* EXERCISE INSTRUCTIONS: Find the string "mime" in the data, then copy every line where it is found.

* DATA EXTRACT:
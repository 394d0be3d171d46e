use super::*;

fn source(fps: Option<f64>) -> CodecFormat {
    let f = CodecFormat::video(mime::VIDEO_AVC, 1280, 720);
    match fps {
        Some(fps) => f.with_float(keys::FRAME_RATE, fps),
        None => f,
    }
}

#[test]
fn frame_rate_is_clamped_to_the_encoder_range() {
    let settings = EncodeSettings::default();
    assert_eq!(encode_frame_rate(&source(None), &settings), 30);
    assert_eq!(encode_frame_rate(&source(Some(24.0)), &settings), 30);
    assert_eq!(encode_frame_rate(&source(Some(59.94)), &settings), 60);
    assert_eq!(encode_frame_rate(&source(Some(120.0)), &settings), 60);
    assert_eq!(encode_frame_rate(&source(Some(f64::NAN)), &settings), 30);

    let fixed = EncodeSettings {
        frame_rate: Some(25),
        ..EncodeSettings::default()
    };
    assert_eq!(encode_frame_rate(&source(Some(50.0)), &fixed), 25);
}

#[test]
fn video_format_carries_every_encoder_setting() {
    let settings = EncodeSettings::default();
    let f = video_encoder_format(&source(Some(30.0)), mime::VIDEO_AVC, &settings).unwrap();
    assert_eq!(f.mime(), mime::VIDEO_AVC);
    assert_eq!((f.width(), f.height()), (Some(1280), Some(720)));
    assert_eq!(f.get_int(keys::BIT_RATE), Some(4_000_000));
    assert_eq!(f.get_int(keys::FRAME_RATE), Some(30));
    assert_eq!(f.get_int(keys::I_FRAME_INTERVAL), Some(5));
    assert_eq!(f.get_str(keys::PROFILE), Some("baseline"));
    assert_eq!(f.get_str(keys::COLOR_FORMAT), Some(SURFACE_COLOR_FORMAT));
    assert!(f.csd(0).is_none());
}

#[test]
fn audio_format_keeps_source_shape() {
    let settings = EncodeSettings::default();
    let src = CodecFormat::audio(mime::AUDIO_AAC, 44_100, 1);
    let f = audio_encoder_format(&src, mime::AUDIO_AAC, &settings).unwrap();
    assert_eq!((f.sample_rate(), f.channel_count()), (Some(44_100), Some(1)));
    assert_eq!(f.get_int(keys::BIT_RATE), Some(128_000));
    assert_eq!(f.get_int(keys::AAC_PROFILE), Some(AAC_LC));

    let raw = audio_encoder_format(&src, mime::AUDIO_RAW, &settings).unwrap();
    assert!(!raw.contains(keys::AAC_PROFILE));
}

#[test]
fn incomplete_sources_are_configuration_errors() {
    let settings = EncodeSettings::default();
    let err = video_encoder_format(&CodecFormat::new(mime::VIDEO_AVC), mime::VIDEO_AVC, &settings)
        .unwrap_err();
    assert_eq!(err.kind(), crate::foundation::error::ErrorKind::Configuration);
    assert!(audio_encoder_format(&CodecFormat::new(mime::AUDIO_AAC), mime::AUDIO_AAC, &settings).is_err());
}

* RESPONSE:
    let f = CodecFormat::video(mime::VIDEO_AVC, 1280, 720);
    let f = video_encoder_format(&source(Some(30.0)), mime::VIDEO_AVC, &settings).unwrap();
    assert_eq!(f.mime(), mime::VIDEO_AVC);
    let src = CodecFormat::audio(mime::AUDIO_AAC, 44_100, 1);
    let f = audio_encoder_format(&src, mime::AUDIO_AAC, &settings).unwrap();
    let raw = audio_encoder_format(&src, mime::AUDIO_RAW, &settings).unwrap();
    let err = video_encoder_format(&CodecFormat::new(mime::VIDEO_AVC), mime::VIDEO_AVC, &settings)
    assert!(audio_encoder_format(&CodecFormat::new(mime::AUDIO_AAC), mime::AUDIO_AAC, &settings).is_err());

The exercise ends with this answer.